[Saved data entries]

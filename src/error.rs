// Copyright 2026 The Synapze Authors
//
// Licensed under the Apache License, Version 2.0 (the "License");
// you may not use this file except in compliance with the License.
// You may obtain a copy of the License at
//
//     http://www.apache.org/licenses/LICENSE-2.0
//
// Unless required by applicable law or agreed to in writing, software
// distributed under the License is distributed on an "AS IS" BASIS,
// WITHOUT WARRANTIES OR CONDITIONS OF ANY KIND, either express or implied.
// See the License for the specific language governing permissions and
// limitations under the License.

use std::error::Error;
use std::fmt::Display;
use std::fmt::Formatter;

use crate::srs::error::ScheduleError;

/// A user-facing error: a message, printed as `error: <message>`.
#[derive(Debug, PartialEq)]
pub struct ErrorReport {
    message: String,
}

impl ErrorReport {
    pub fn new(message: impl Into<String>) -> Self {
        Self {
            message: message.into(),
        }
    }
}

impl Display for ErrorReport {
    fn fmt(&self, f: &mut Formatter<'_>) -> std::fmt::Result {
        write!(f, "error: {}", self.message)
    }
}

impl Error for ErrorReport {}

pub type Fallible<T> = Result<T, ErrorReport>;

pub fn fail<T>(message: impl Into<String>) -> Fallible<T> {
    Err(ErrorReport::new(message))
}

impl From<std::io::Error> for ErrorReport {
    fn from(value: std::io::Error) -> Self {
        ErrorReport::new(format!("I/O error: {value}"))
    }
}

impl From<rusqlite::Error> for ErrorReport {
    fn from(value: rusqlite::Error) -> Self {
        ErrorReport::new(format!("database error: {value}"))
    }
}

impl From<serde_json::Error> for ErrorReport {
    fn from(value: serde_json::Error) -> Self {
        ErrorReport::new(format!("JSON error: {value}"))
    }
}

impl From<toml::de::Error> for ErrorReport {
    fn from(value: toml::de::Error) -> Self {
        ErrorReport::new(format!("invalid configuration: {value}"))
    }
}

impl From<walkdir::Error> for ErrorReport {
    fn from(value: walkdir::Error) -> Self {
        ErrorReport::new(format!("failed to walk directory: {value}"))
    }
}

impl From<chrono::ParseError> for ErrorReport {
    fn from(value: chrono::ParseError) -> Self {
        ErrorReport::new(format!("invalid date: {value}"))
    }
}

impl From<ScheduleError> for ErrorReport {
    fn from(value: ScheduleError) -> Self {
        ErrorReport::new(value.to_string())
    }
}
// Copyright 2026 The Synapze Authors
//
// Licensed under the Apache License, Version 2.0 (the "License");
// you may not use this file except in compliance with the License.
// You may obtain a copy of the License at
//
//     http://www.apache.org/licenses/LICENSE-2.0
//
// Unless required by applicable law or agreed to in writing, software
// distributed under the License is distributed on an "AS IS" BASIS,
// WITHOUT WARRANTIES OR CONDITIONS OF ANY KIND, either express or implied.
// See the License for the specific language governing permissions and
// limitations under the License.

use thiserror::Error;

/// Errors raised by the scheduling core.
#[derive(Error, Debug, Clone, PartialEq)]
pub enum ScheduleError {
    /// The grade is outside [0, 5].
    #[error("invalid grade {0}: must be between 0 and 5")]
    InvalidGrade(i64),

    /// The card's state does not admit the requested operation, or the
    /// stored state is corrupt.
    #[error("invalid card state: {0}")]
    InvalidState(String),

    /// The scheduler produced a record that breaks a card invariant. This is
    /// a bug in the scheduler and must not be ignored.
    #[error("scheduler invariant violated: {0}")]
    InvariantViolation(String),
}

Your assignment. When the records above are checked line by line, how many lines contain the word "Debug"? Please give only that number.

Output of the exercise. 2